**Description of the task**
Go through the entries below and collect each line with the string "inner" in it.

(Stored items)
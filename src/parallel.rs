use crate::archive;
use crate::error::ExportError;
use crate::utils::{
    ExportConfig, ExportSummary, PageOutcome, allocate_filenames, export_conversation, finish,
    make_bar, prepare_output_dir, record_progress,
};
use crossbeam_channel::{bounded, unbounded};

/// Export every conversation of the archive on a pool of worker threads.
///
/// Workers pull input indices from a bounded queue and send `(index, outcome)`
/// back; outcomes land in one slot per input, so the index page follows input
/// order whatever the completion order was.
pub fn execute(config: &ExportConfig) -> Result<ExportSummary, ExportError> {
    let conversations = archive::load_archive(&config.zip_path)?;
    prepare_output_dir(&config.output_dir).map_err(ExportError::Output)?;

    let filenames = allocate_filenames(&conversations);
    let pb = make_bar(conversations.len() as u64, config.quiet);
    let mut outcomes: Vec<Option<PageOutcome>> =
        std::iter::repeat_with(|| None).take(conversations.len()).collect();

    let n_workers = config.worker_count(conversations.len());
    let (job_tx, job_rx) = bounded::<usize>(n_workers * 4);
    let (done_tx, done_rx) = unbounded::<(usize, PageOutcome)>();

    std::thread::scope(|s| {
        for _ in 0..n_workers {
            let job_rx = job_rx.clone();
            let done_tx = done_tx.clone();
            let (conversations, filenames) = (&conversations, &filenames);

            s.spawn(move || {
                while let Ok(idx) = job_rx.recv() {
                    let outcome =
                        export_conversation(&conversations[idx], &filenames[idx], &config.output_dir);
                    if done_tx.send((idx, outcome)).is_err() {
                        break;
                    }
                }
            });
        }

        drop(job_rx);
        drop(done_tx);

        for idx in 0..conversations.len() {
            // Every worker gone means nothing is left to run the remaining jobs.
            if job_tx.send(idx).is_err() {
                break;
            }
            // Keep the bar moving while the queue is being fed.
            while let Ok((done, outcome)) = done_rx.try_recv() {
                record_progress(config, &pb, &outcome);
                outcomes[done] = Some(outcome);
            }
        }
        drop(job_tx);

        for (done, outcome) in done_rx.iter() {
            record_progress(config, &pb, &outcome);
            outcomes[done] = Some(outcome);
        }
    });

    finish(config, &conversations, outcomes, &pb)
}
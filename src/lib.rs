//! # chat-export-html
//!
//! A CLI tool that turns a ChatGPT data export (the `.zip` you get from
//! *Settings → Data controls → Export*) into a folder of static HTML pages.
//!
//! ## What it does
//!
//! The export contains `conversations.json`, where every conversation stores its
//! messages as a tree of nodes. This tool unpacks the archive into a temporary
//! directory, walks each tree breadth-first, and writes one chat-bubble page per
//! conversation plus an `index.html` linking them all. Styling is inlined, so the
//! folder can be opened straight from disk or archived as-is.
//!
//! Conversations are rendered on a pool of worker threads. The index always
//! follows the order of the export. A conversation whose tree is broken (a
//! missing root or a child id that points nowhere) is skipped with a warning
//! instead of aborting the run.
//!
//! ## Usage
//!
//! ```sh
//! # Writes ./Conversations_HTML/
//! chat-export-html ~/Downloads/chatgpt-export.zip
//!
//! # Custom output directory, four workers
//! chat-export-html export.zip --output-dir ~/notes/chats --jobs 4
//! ```
//!
//! Preferences can be persisted in `~/.config/chat-export-html/config.toml`.
pub mod archive;
pub mod error;
pub mod importer;
pub mod parallel;
pub mod renderer;
#[cfg(feature = "sequential")]
pub mod sequential;
pub mod traversal;
pub mod utils;
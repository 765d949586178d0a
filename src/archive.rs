use crate::error::ExportError;
use crate::importer::{self, Conversation};
use eyre::{Context, Result, eyre};
use std::fs::File;
use std::io::BufReader;
use std::path::Path;
use tempfile::TempDir;

/// Name of the conversation list inside the export archive.
pub const CONVERSATIONS_FILE: &str = "conversations.json";

/// Unpack the whole archive into a fresh temporary directory.
/// The directory is removed when the returned handle is dropped.
pub fn extract_archive(zip_path: &Path) -> Result<TempDir> {
    let file = File::open(zip_path)
        .wrap_err_with(|| format!("Failed to open archive: {}", zip_path.display()))?;
    let mut archive = zip::ZipArchive::new(BufReader::new(file))
        .wrap_err_with(|| format!("Not a valid zip archive: {}", zip_path.display()))?;

    let tmp = tempfile::Builder::new()
        .prefix("chat-export-html-")
        .tempdir()
        .wrap_err("Failed to create temporary directory")?;

    log::debug!(
        "extracting {} entries from {} into {}",
        archive.len(),
        zip_path.display(),
        tmp.path().display()
    );
    archive
        .extract(tmp.path())
        .wrap_err_with(|| format!("Failed to extract archive: {}", zip_path.display()))?;
    Ok(tmp)
}

/// Extract `zip_path` and parse its `conversations.json`.
///
/// Archive problems (unreadable file, invalid zip, missing conversation list)
/// and malformed JSON are reported as distinct error kinds. The scratch
/// directory never outlives this call.
pub fn load_archive(zip_path: &Path) -> Result<Vec<Conversation>, ExportError> {
    let extracted = extract_archive(zip_path).map_err(ExportError::Archive)?;

    let json_path = extracted.path().join(CONVERSATIONS_FILE);
    if !json_path.is_file() {
        return Err(ExportError::Archive(eyre!(
            "{} not found in archive: {}",
            CONVERSATIONS_FILE,
            zip_path.display()
        )));
    }

    let conversations = importer::load_conversations(&json_path).map_err(ExportError::Parse)?;
    log::debug!("loaded {} conversations", conversations.len());
    Ok(conversations)
}

#[cfg(test)]
mod tests {
    use super::*;
    use std::io::Write;
    use zip::write::SimpleFileOptions;

    fn write_zip(path: &Path, entries: &[(&str, &str)]) {
        let mut zip = zip::ZipWriter::new(File::create(path).unwrap());
        for (name, body) in entries {
            zip.start_file(*name, SimpleFileOptions::default()).unwrap();
            zip.write_all(body.as_bytes()).unwrap();
        }
        zip.finish().unwrap();
    }

    #[test]
    fn loads_conversations_from_root_entry() {
        let dir = tempfile::tempdir().unwrap();
        let zip_path = dir.path().join("export.zip");
        write_zip(
            &zip_path,
            &[
                ("chat.html", "<html></html>"),
                (CONVERSATIONS_FILE, r#"[{"title":"A","mapping":{}},{"title":"B","mapping":{}}]"#),
            ],
        );
        let convs = load_archive(&zip_path).unwrap();
        let titles: Vec<_> = convs.iter().map(|c| c.title.as_deref().unwrap()).collect();
        assert_eq!(titles, ["A", "B"]);
    }

    #[test]
    fn missing_file_is_an_archive_error() {
        let dir = tempfile::tempdir().unwrap();
        let err = load_archive(&dir.path().join("nope.zip")).unwrap_err();
        assert!(matches!(err, ExportError::Archive(_)));
    }

    #[test]
    fn non_zip_is_an_archive_error() {
        let dir = tempfile::tempdir().unwrap();
        let path = dir.path().join("fake.zip");
        std::fs::write(&path, b"definitely not a zip").unwrap();
        assert!(matches!(load_archive(&path).unwrap_err(), ExportError::Archive(_)));
    }

    #[test]
    fn missing_conversation_list_is_an_archive_error() {
        let dir = tempfile::tempdir().unwrap();
        let zip_path = dir.path().join("export.zip");
        write_zip(&zip_path, &[("user.json", "{}")]);
        let err = load_archive(&zip_path).unwrap_err();
        assert!(matches!(err, ExportError::Archive(_)));
        assert!(err.to_string().contains(CONVERSATIONS_FILE));
    }

    #[test]
    fn malformed_json_is_a_parse_error() {
        let dir = tempfile::tempdir().unwrap();
        let zip_path = dir.path().join("export.zip");
        write_zip(&zip_path, &[(CONVERSATIONS_FILE, "[{\"title\": ")]);
        assert!(matches!(load_archive(&zip_path).unwrap_err(), ExportError::Parse(_)));
    }

    #[test]
    fn scratch_directory_is_removed_on_drop() {
        let dir = tempfile::tempdir().unwrap();
        let zip_path = dir.path().join("export.zip");
        write_zip(&zip_path, &[(CONVERSATIONS_FILE, "[]")]);
        let extracted = extract_archive(&zip_path).unwrap();
        let scratch = extracted.path().to_path_buf();
        assert!(scratch.join(CONVERSATIONS_FILE).is_file());
        drop(extracted);
        assert!(!scratch.exists());
    }
}
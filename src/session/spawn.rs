//! Random tile spawning.
//!
//! The session never calls an entropy source directly; it asks a
//! [`Spawner`] which empty cell to fill and with what value. [`GameRng`]
//! is the production spawner, [`ScriptedSpawner`] replays a fixed sequence.

use std::collections::VecDeque;

use crate::core::{GameRng, Grid, Position, Tile};

/// Source of spawn decisions.
pub trait Spawner {
    /// Pick an index into the `empty_count` empty cells (row-major order)
    /// and the tile to place there.
    ///
    /// `empty_count` is always at least 1. Implementations must return an
    /// index below `empty_count`.
    fn pick(&mut self, empty_count: usize, four_probability: f64) -> (usize, Tile);
}

impl Spawner for GameRng {
    fn pick(&mut self, empty_count: usize, four_probability: f64) -> (usize, Tile) {
        let index = self.gen_range_usize(0..empty_count);
        let tile = if self.gen_bool(four_probability) {
            Tile::FOUR
        } else {
            Tile::TWO
        };
        (index, tile)
    }
}

impl<S: Spawner + ?Sized> Spawner for &mut S {
    fn pick(&mut self, empty_count: usize, four_probability: f64) -> (usize, Tile) {
        (**self).pick(empty_count, four_probability)
    }
}

impl<S: Spawner + ?Sized> Spawner for Box<S> {
    fn pick(&mut self, empty_count: usize, four_probability: f64) -> (usize, Tile) {
        (**self).pick(empty_count, four_probability)
    }
}

/// Replays a fixed list of `(index, tile)` picks.
///
/// Indices wrap modulo the number of empty cells. Once the script runs out
/// every spawn is a 2 in the first empty cell.
#[derive(Clone, Debug, Default)]
pub struct ScriptedSpawner {
    picks: VecDeque<(usize, Tile)>,
}

impl ScriptedSpawner {
    /// Create a spawner from a script.
    pub fn new(picks: impl IntoIterator<Item = (usize, Tile)>) -> Self {
        Self {
            picks: picks.into_iter().collect(),
        }
    }

    /// Append a pick to the script.
    pub fn push(&mut self, index: usize, tile: Tile) {
        self.picks.push_back((index, tile));
    }

    /// Picks not yet consumed.
    #[must_use]
    pub fn remaining(&self) -> usize {
        self.picks.len()
    }
}

impl Spawner for ScriptedSpawner {
    fn pick(&mut self, empty_count: usize, _four_probability: f64) -> (usize, Tile) {
        match self.picks.pop_front() {
            Some((index, tile)) => (index % empty_count, tile),
            None => (0, Tile::TWO),
        }
    }
}

/// Place one spawned tile into a uniformly chosen empty cell.
///
/// `four_probability` is clamped to `[0, 1]`; NaN counts as `0`.
///
/// Returns the filled position, or `None` (grid untouched) when the grid is
/// full.
pub fn spawn_tile(grid: &mut Grid, spawner: &mut impl Spawner, four_probability: f64) -> Option<Position> {
    let empty = grid.empty_cells();
    if empty.is_empty() {
        return None;
    }

    let four_probability = if four_probability.is_nan() {
        0.0
    } else {
        four_probability.clamp(0.0, 1.0)
    };
    let (index, tile) = spawner.pick(empty.len(), four_probability);
    let position = empty[index.min(empty.len() - 1)];
    grid.set(position, Some(tile));
    Some(position)
}
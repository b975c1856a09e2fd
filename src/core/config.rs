//! Engine configuration.
//!
//! The board size is fixed at 4×4; everything else that the rules depend on
//! is configured here and validated once at session construction.

use derive_more::{Display, Error};
use serde::{Deserialize, Serialize};

use super::grid::CELL_COUNT;

/// Default key under which the best score is persisted.
pub const HIGH_SCORE_KEY: &str = "highScore";

/// Rejected configuration.
#[derive(Clone, Debug, PartialEq, Display, Error)]
pub enum ConfigError {
    /// Spawn probability outside `[0, 1]`.
    #[display("four_probability must be within [0, 1], got {_0}")]
    FourProbability(#[error(not(source))] f64),
    /// Win value that no merge can produce.
    #[display("win_value must be a power of two >= 4, got {_0}")]
    WinValue(#[error(not(source))] u32),
    /// Initial tile count that cannot fit the board.
    #[display("initial_tiles must be within 1..=16, got {_0}")]
    InitialTiles(#[error(not(source))] usize),
}

/// Rules configuration for a session.
#[derive(Clone, Debug, PartialEq, Serialize, Deserialize)]
#[serde(default)]
pub struct EngineConfig {
    /// A tile with exactly this value wins the game.
    pub win_value: u32,

    /// Chance that a spawned tile is a 4 instead of a 2.
    pub four_probability: f64,

    /// Tiles spawned into the empty grid on start and restart.
    pub initial_tiles: usize,

    /// Key used with the score store.
    pub high_score_key: String,
}

impl Default for EngineConfig {
    fn default() -> Self {
        Self {
            win_value: 2048,
            four_probability: 0.1,
            initial_tiles: 2,
            high_score_key: HIGH_SCORE_KEY.to_string(),
        }
    }
}

impl EngineConfig {
    /// Create the standard configuration.
    pub fn new() -> Self {
        Self::default()
    }

    /// Set the winning tile value.
    #[must_use]
    pub fn with_win_value(mut self, value: u32) -> Self {
        self.win_value = value;
        self
    }

    /// Set the probability of spawning a 4.
    #[must_use]
    pub fn with_four_probability(mut self, probability: f64) -> Self {
        self.four_probability = probability;
        self
    }

    /// Set the number of tiles spawned on start.
    #[must_use]
    pub fn with_initial_tiles(mut self, count: usize) -> Self {
        self.initial_tiles = count;
        self
    }

    /// Set the persistence key for the best score.
    #[must_use]
    pub fn with_high_score_key(mut self, key: impl Into<String>) -> Self {
        self.high_score_key = key.into();
        self
    }

    /// Check that every field is usable.
    pub fn validate(&self) -> Result<(), ConfigError> {
        if !(0.0..=1.0).contains(&self.four_probability) {
            return Err(ConfigError::FourProbability(self.four_probability));
        }
        if self.win_value < 4 || !self.win_value.is_power_of_two() {
            return Err(ConfigError::WinValue(self.win_value));
        }
        if self.initial_tiles == 0 || self.initial_tiles > CELL_COUNT {
            return Err(ConfigError::InitialTiles(self.initial_tiles));
        }
        Ok(())
    }
}
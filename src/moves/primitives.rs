//! Grid transform primitives.
//!
//! Pure functions over a single row or a whole grid. The only side channel
//! is the `on_merge` callback of [`merge_row`], used for score accounting.
//!
//! `compress`, `reverse` and `transpose_cells` are generic over the cell
//! payload so the resolver can carry per-cell marks through the same
//! transformations as the tiles themselves.

use crate::core::{Grid, Row, Tile, SIZE};

/// Shift all occupied cells toward index 0, keeping their relative order.
///
/// ```
/// use rust_2048::core::Tile;
/// use rust_2048::moves::compress;
///
/// let t = Tile::new(2);
/// assert_eq!(compress([None, t, None, t]), [t, t, None, None]);
/// ```
#[must_use]
pub fn compress<T: Copy>(row: [Option<T>; SIZE]) -> [Option<T>; SIZE] {
    let mut out = [None; SIZE];
    for (slot, item) in out.iter_mut().zip(row.into_iter().flatten()) {
        *slot = Some(item);
    }
    out
}

/// Merge equal adjacent pairs in an already-compressed row, left to right.
///
/// Each merge calls `on_merge` once with the new tile. A tile produced by a
/// merge is never merged again in the same pass, so `[2,2,2,2]` becomes
/// `[4,4,_,_]`, not `[8,_,_,_]`. Two [`Tile::MAX`] tiles stay apart. The
/// result is compressed.
#[must_use]
pub fn merge_row(row: Row, on_merge: impl FnMut(Tile)) -> Row {
    merge_row_marked(row, on_merge).0
}

/// [`merge_row`], also returning which cells of the result came from a merge.
pub(crate) fn merge_row_marked(row: Row, mut on_merge: impl FnMut(Tile)) -> (Row, [bool; SIZE]) {
    let mut marked: [Option<(Tile, bool)>; SIZE] = row.map(|cell| cell.map(|tile| (tile, false)));

    let mut i = 0;
    while i + 1 < SIZE {
        if let (Some((a, _)), Some((b, _))) = (marked[i], marked[i + 1]) {
            if let Some(merged) = a.doubled().filter(|_| a == b) {
                marked[i] = Some((merged, true));
                marked[i + 1] = None;
                on_merge(merged);
                i += 2;
                continue;
            }
        }
        i += 1;
    }

    let compressed = compress(marked);
    (
        compressed.map(|cell| cell.map(|(tile, _)| tile)),
        compressed.map(|cell| cell.is_some_and(|(_, merged)| merged)),
    )
}

/// Reverse the order of a row.
#[must_use]
pub fn reverse<T: Copy>(mut row: [T; SIZE]) -> [T; SIZE] {
    row.reverse();
    row
}

/// Swap rows and columns of a square matrix.
#[must_use]
pub fn transpose_cells<T: Copy>(cells: [[T; SIZE]; SIZE]) -> [[T; SIZE]; SIZE] {
    std::array::from_fn(|r| std::array::from_fn(|c| cells[c][r]))
}

/// Swap rows and columns of the grid.
#[must_use]
pub fn transpose(grid: &Grid) -> Grid {
    Grid::from_rows(transpose_cells(*grid.rows()))
}
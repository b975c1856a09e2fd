//! Thread-safe session handle.
//!
//! All transitions go through one mutex, so concurrent callers observe
//! moves as a strict sequence of whole transitions.

use std::sync::{Arc, Mutex, MutexGuard, PoisonError};

use super::game::{MoveOutcome, Session, Snapshot};
use super::spawn::Spawner;
use super::store::ScoreStore;
use crate::core::{Direction, GameRng};

/// Cloneable handle serializing access to one [`Session`].
#[derive(Debug)]
pub struct SharedSession<S, R = GameRng> {
    inner: Arc<Mutex<Session<S, R>>>,
}

impl<S, R> Clone for SharedSession<S, R> {
    fn clone(&self) -> Self {
        Self {
            inner: Arc::clone(&self.inner),
        }
    }
}

impl<S: ScoreStore, R: Spawner> SharedSession<S, R> {
    /// Wrap a session.
    pub fn new(session: Session<S, R>) -> Self {
        Self {
            inner: Arc::new(Mutex::new(session)),
        }
    }

    // Spawner calls run before a move commits and store writes run after,
    // so a panic inside either leaves a whole transition behind and a
    // poisoned lock still guards a consistent session.
    fn lock(&self) -> MutexGuard<'_, Session<S, R>> {
        self.inner.lock().unwrap_or_else(PoisonError::into_inner)
    }

    /// See [`Session::make_move`].
    pub fn make_move(&self, direction: Direction) -> MoveOutcome {
        self.lock().make_move(direction)
    }

    /// See [`Session::restart`].
    pub fn restart(&self) {
        self.lock().restart();
    }

    /// Copy of the current state.
    #[must_use]
    pub fn snapshot(&self) -> Snapshot {
        self.lock().snapshot()
    }

    /// Run `f` with exclusive access to the session.
    pub fn with<T>(&self, f: impl FnOnce(&mut Session<S, R>) -> T) -> T {
        f(&mut self.lock())
    }
}
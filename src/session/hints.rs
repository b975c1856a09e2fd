//! One-frame render hints.
//!
//! `is_new`/`merged` are animation cues for the view layer. They are
//! rebuilt from scratch for every committed move and never stored in the
//! canonical [`Grid`](crate::core::Grid), so a tile merged on one move can
//! never still read as merged on the next.

use serde::{Deserialize, Serialize};

use crate::core::{Position, SIZE};
use crate::moves::CellMask;

/// Presentation flags for a single cell.
#[derive(Clone, Copy, Debug, Default, PartialEq, Eq, Hash, Serialize, Deserialize)]
pub struct TileHint {
    /// Tile was spawned by the last transition.
    pub is_new: bool,
    /// Tile was produced by a merge in the last move.
    pub merged: bool,
}

/// Per-cell hints aligned with the grid.
#[derive(Clone, Copy, Debug, Default, PartialEq, Eq, Hash, Serialize, Deserialize)]
pub struct RenderHints {
    cells: [[TileHint; SIZE]; SIZE],
}

impl RenderHints {
    /// All flags cleared.
    #[must_use]
    pub fn cleared() -> Self {
        Self::default()
    }

    /// Hints with `merged` set wherever `mask` is set.
    #[must_use]
    pub fn from_merged(mask: CellMask) -> Self {
        Self {
            cells: mask.map(|row| {
                row.map(|merged| TileHint {
                    is_new: false,
                    merged,
                })
            }),
        }
    }

    /// Mark a freshly spawned tile.
    pub fn mark_new(&mut self, (r, c): Position) {
        self.cells[r][c] = TileHint {
            is_new: true,
            merged: false,
        };
    }

    /// Hint for one cell.
    #[must_use]
    pub fn get(&self, (r, c): Position) -> TileHint {
        self.cells[r][c]
    }

    /// Positions flagged `is_new`, row-major.
    pub fn new_tiles(&self) -> impl Iterator<Item = Position> + '_ {
        self.positions(|hint| hint.is_new)
    }

    /// Positions flagged `merged`, row-major.
    pub fn merged_tiles(&self) -> impl Iterator<Item = Position> + '_ {
        self.positions(|hint| hint.merged)
    }

    fn positions(&self, pred: impl Fn(&TileHint) -> bool + 'static) -> impl Iterator<Item = Position> + '_ {
        (0..SIZE)
            .flat_map(|r| (0..SIZE).map(move |c| (r, c)))
            .filter(move |&(r, c)| pred(&self.cells[r][c]))
    }
}
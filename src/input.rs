//! Input translation boundary.
//!
//! Raw key presses and swipe gestures are mapped to exactly one
//! [`Direction`] or to nothing. Unrecognized input never reaches the
//! session.

use serde::{Deserialize, Serialize};

use crate::core::Direction;

/// Swipe classification.
pub struct Swipe;

impl Swipe {
    /// Minimum travel, in pixels, for a gesture to count as a swipe.
    pub const DEFAULT_MIN_DISTANCE: f64 = 10.0;

    /// Classify a gesture by its total displacement.
    ///
    /// The dominant axis wins; screen coordinates grow downward. Gestures
    /// shorter than `min_distance` along the dominant axis are ignored.
    ///
    /// ```
    /// use rust_2048::core::Direction;
    /// use rust_2048::input::Swipe;
    ///
    /// assert_eq!(Swipe::classify(-40.0, 5.0, 10.0), Some(Direction::Left));
    /// assert_eq!(Swipe::classify(3.0, 25.0, 10.0), Some(Direction::Down));
    /// assert_eq!(Swipe::classify(4.0, 2.0, 10.0), None);
    /// ```
    #[must_use]
    pub fn classify(dx: f64, dy: f64, min_distance: f64) -> Option<Direction> {
        let (ax, ay) = (dx.abs(), dy.abs());
        if ax > ay {
            if ax < min_distance {
                return None;
            }
            Some(if dx > 0.0 { Direction::Right } else { Direction::Left })
        } else {
            if ay < min_distance || ay == 0.0 {
                return None;
            }
            Some(if dy > 0.0 { Direction::Down } else { Direction::Up })
        }
    }
}

/// A raw input event from the view layer.
#[derive(Clone, Debug, PartialEq, Serialize, Deserialize)]
pub enum InputEvent {
    /// Keyboard key name, e.g. `"ArrowLeft"`.
    Key(String),
    /// Completed touch gesture displacement in pixels.
    Swipe { dx: f64, dy: f64 },
}

impl InputEvent {
    /// The direction this event stands for, if any.
    #[must_use]
    pub fn to_direction(&self) -> Option<Direction> {
        match self {
            InputEvent::Key(key) => Direction::from_key(key),
            InputEvent::Swipe { dx, dy } => Swipe::classify(*dx, *dy, Swipe::DEFAULT_MIN_DISTANCE),
        }
    }
}
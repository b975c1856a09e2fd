//! Game session: state machine, spawning, render hints and persistence.
//!
//! - `game`: [`Session`] and its move/restart transitions
//! - `spawn`: [`Spawner`] seam for random tile placement
//! - `hints`: per-move `is_new`/`merged` overlay
//! - `store`: [`ScoreStore`] port for the best score
//! - `shared`: mutex-serialized handle for multi-threaded callers

pub mod game;
pub mod hints;
pub mod shared;
pub mod spawn;
pub mod store;

pub use game::{MoveOutcome, Rejection, Session, Snapshot, Status};
pub use hints::{RenderHints, TileHint};
pub use shared::SharedSession;
pub use spawn::{spawn_tile, ScriptedSpawner, Spawner};
pub use store::{JsonFileStore, MemoryStore, ScoreStore, StoreError};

**Exercise result**
    inner: Arc<Mutex<Session<S, R>>>,
            inner: Arc::clone(&self.inner),
            inner: Arc::new(Mutex::new(session)),
        self.inner.lock().unwrap_or_else(PoisonError::into_inner)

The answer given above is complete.